Soit que je considère les faits généraux ou les faits personnels, la situation des peuples ou le caractère des princes et de leurs ministres, je ne vois nulle part que les passions et les chances de la guerre dominent ; je reconnais partout la prépondérance des sentimens, des intérêts et des instincts de la paix.


VIII

Je reviens à mon point de départ. D’où provient donc parmi nous le fait que j’ai signalé d’abord ? Pourquoi cette inquiétude générale et obstinée des esprits et des intérêts ? A quoi tient cette extrême difficulté de croire à la paix quand, chez nous et autour de nous, tout semble, je ne dis pas seulement la conseiller, mais la rendre aussi probable que salutaire ?

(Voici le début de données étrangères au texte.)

//! cpal-backed device streams
//!
//! Each stream lives on its own dedicated thread: the thread builds the cpal
//! stream, plays it, and keeps it alive until the handle is closed. This keeps
//! the handle `Send` on hosts where `cpal::Stream` is not, and gives `close`
//! a join point after which the device callback is guaranteed to be gone.

use cpal::traits::{DeviceTrait, StreamTrait};
use cpal::{BufferSize, SampleRate, StreamConfig};
use crossbeam_channel::{bounded, Receiver, Sender};
use std::sync::atomic::{AtomicBool, Ordering};
use std::sync::Arc;
use std::thread::{self, JoinHandle};
use std::time::Duration;

use super::blocks::{CaptureBlocker, PlaybackBlocker};
use super::device::find_device;
use super::{AudioBackend, AudioStream, CaptureCallback, Direction, PlaybackCallback, StreamParams};
use crate::error::AudioError;

/// How often the stream thread checks whether it should shut down
const KEEPALIVE_POLL: Duration = Duration::from_millis(10);

/// Backend using the default cpal host
#[derive(Debug, Default, Clone, Copy)]
pub struct CpalBackend;

impl CpalBackend {
    pub fn new() -> Self {
        Self
    }
}

impl AudioBackend for CpalBackend {
    fn open_capture(
        &self,
        device: &str,
        params: StreamParams,
        callback: CaptureCallback,
    ) -> Result<Box<dyn AudioStream>, AudioError> {
        let stream = CpalStream::open(device, params, StreamCallback::Capture(callback))?;
        Ok(Box::new(stream))
    }

    fn open_playback(
        &self,
        device: &str,
        params: StreamParams,
        callback: PlaybackCallback,
    ) -> Result<Box<dyn AudioStream>, AudioError> {
        let stream = CpalStream::open(device, params, StreamCallback::Playback(callback))?;
        Ok(Box::new(stream))
    }
}

enum StreamCallback {
    Capture(CaptureCallback),
    Playback(PlaybackCallback),
}

impl StreamCallback {
    fn direction(&self) -> Direction {
        match self {
            StreamCallback::Capture(_) => Direction::Capture,
            StreamCallback::Playback(_) => Direction::Playback,
        }
    }
}

/// A running cpal stream on its own thread
pub struct CpalStream {
    device_name: String,
    direction: Direction,

    /// Whether the stream thread should keep the stream alive
    running: Arc<AtomicBool>,

    /// Stream thread handle
    thread_handle: Option<JoinHandle<()>>,

    /// Channel for asynchronous stream errors
    error_rx: Receiver<AudioError>,
}

impl CpalStream {
    fn open(device_name: &str, params: StreamParams, callback: StreamCallback) -> Result<Self, AudioError> {
        let direction = callback.direction();
        let running = Arc::new(AtomicBool::new(true));
        let (ready_tx, ready_rx) = bounded::<Result<(), AudioError>>(1);
        let (error_tx, error_rx) = bounded::<AudioError>(16);

        let thread_running = running.clone();
        let thread_device = device_name.to_string();

        let handle = thread::Builder::new()
            .name(format!("{}-{}", direction, if device_name.is_empty() { "default" } else { device_name }))
            .spawn(move || {
                run_stream(thread_device, params, callback, thread_running, ready_tx, error_tx)
            })
            .map_err(|e| AudioError::StreamError(e.to_string()))?;

        let ready = ready_rx
            .recv()
            .unwrap_or_else(|_| Err(AudioError::StreamError("stream thread exited early".into())));

        if let Err(e) = ready {
            running.store(false, Ordering::SeqCst);
            let _ = handle.join();
            return Err(e);
        }

        tracing::info!("Opened {} stream on '{}'", direction, display_name(device_name));

        Ok(Self {
            device_name: device_name.to_string(),
            direction,
            running,
            thread_handle: Some(handle),
            error_rx,
        })
    }

    /// Next asynchronous error reported by the host, if any
    pub fn check_errors(&self) -> Option<AudioError> {
        self.error_rx.try_recv().ok()
    }
}

impl AudioStream for CpalStream {
    fn device_name(&self) -> &str {
        &self.device_name
    }

    fn direction(&self) -> Direction {
        self.direction
    }

    fn close(&mut self) {
        self.running.store(false, Ordering::SeqCst);

        if let Some(handle) = self.thread_handle.take() {
            let _ = handle.join();
            while let Some(e) = self.check_errors() {
                tracing::debug!("Unreported {} stream error: {}", self.direction, e);
            }
            tracing::info!("Closed {} stream on '{}'", self.direction, display_name(&self.device_name));
        }
    }
}

impl Drop for CpalStream {
    fn drop(&mut self) {
        self.close();
    }
}

fn display_name(name: &str) -> &str {
    if name.is_empty() {
        "default"
    } else {
        name
    }
}

fn run_stream(
    device_name: String,
    params: StreamParams,
    callback: StreamCallback,
    running: Arc<AtomicBool>,
    ready_tx: Sender<Result<(), AudioError>>,
    error_tx: Sender<AudioError>,
) {
    let stream = match build_stream(&device_name, params, callback, error_tx) {
        Ok(stream) => stream,
        Err(e) => {
            let _ = ready_tx.send(Err(e));
            return;
        }
    };

    if let Err(e) = stream.play() {
        let _ = ready_tx.send(Err(AudioError::StreamError(e.to_string())));
        return;
    }
    let _ = ready_tx.send(Ok(()));

    while running.load(Ordering::Relaxed) {
        thread::sleep(KEEPALIVE_POLL);
    }

    let _ = stream.pause();
    // Dropping the stream here stops the device and drops the callback.
}

fn build_stream(
    device_name: &str,
    params: StreamParams,
    callback: StreamCallback,
    error_tx: Sender<AudioError>,
) -> Result<cpal::Stream, AudioError> {
    let direction = callback.direction();
    let device = find_device(direction, device_name)?;

    // The blockers absorb whatever buffer length the host picks.
    let config = StreamConfig {
        channels: params.channels,
        sample_rate: SampleRate(params.sample_rate),
        buffer_size: BufferSize::Default,
    };

    let on_error = move |err: cpal::StreamError| {
        tracing::warn!("{} stream error: {}", direction, err);
        let _ = error_tx.try_send(AudioError::StreamError(err.to_string()));
    };

    let stream = match callback {
        StreamCallback::Capture(mut callback) => {
            let mut blocker = CaptureBlocker::new(params.block_len);
            device.build_input_stream(
                &config,
                move |data: &[f32], _: &cpal::InputCallbackInfo| {
                    blocker.push(data, |block| callback(block));
                },
                on_error,
                None,
            )
        }
        StreamCallback::Playback(mut callback) => {
            let mut blocker = PlaybackBlocker::new(params.block_len);
            device.build_output_stream(
                &config,
                move |data: &mut [f32], _: &cpal::OutputCallbackInfo| {
                    blocker.fill(data, |block| callback(block));
                },
                on_error,
                None,
            )
        }
    };

    stream.map_err(|e| match e {
        cpal::BuildStreamError::StreamConfigNotSupported => AudioError::UnsupportedFormat(format!(
            "{} Hz, {} channel(s), f32 on '{}'",
            params.sample_rate,
            params.channels,
            display_name(device_name)
        )),
        other => AudioError::StreamError(other.to_string()),
    })
}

L’indécision réelle pu apparente du pouvoir est la cause, la vraie cause du mal. Je dis l’indécision réelle ou apparente, car l’apparence de l’indécision produit les mêmes effets que la réalité. Après ce qui s’est passé naguère en Europe et en présence des questions soulevées et pendantes, il faut une politique, une politique décidée et claire. Le gouvernement impérial n’a point de politique ; il a du moins l’air de n’en point avoir et d’attendre ce qui arrivera pour savoir ce qu’il pense et ce qu’il fera.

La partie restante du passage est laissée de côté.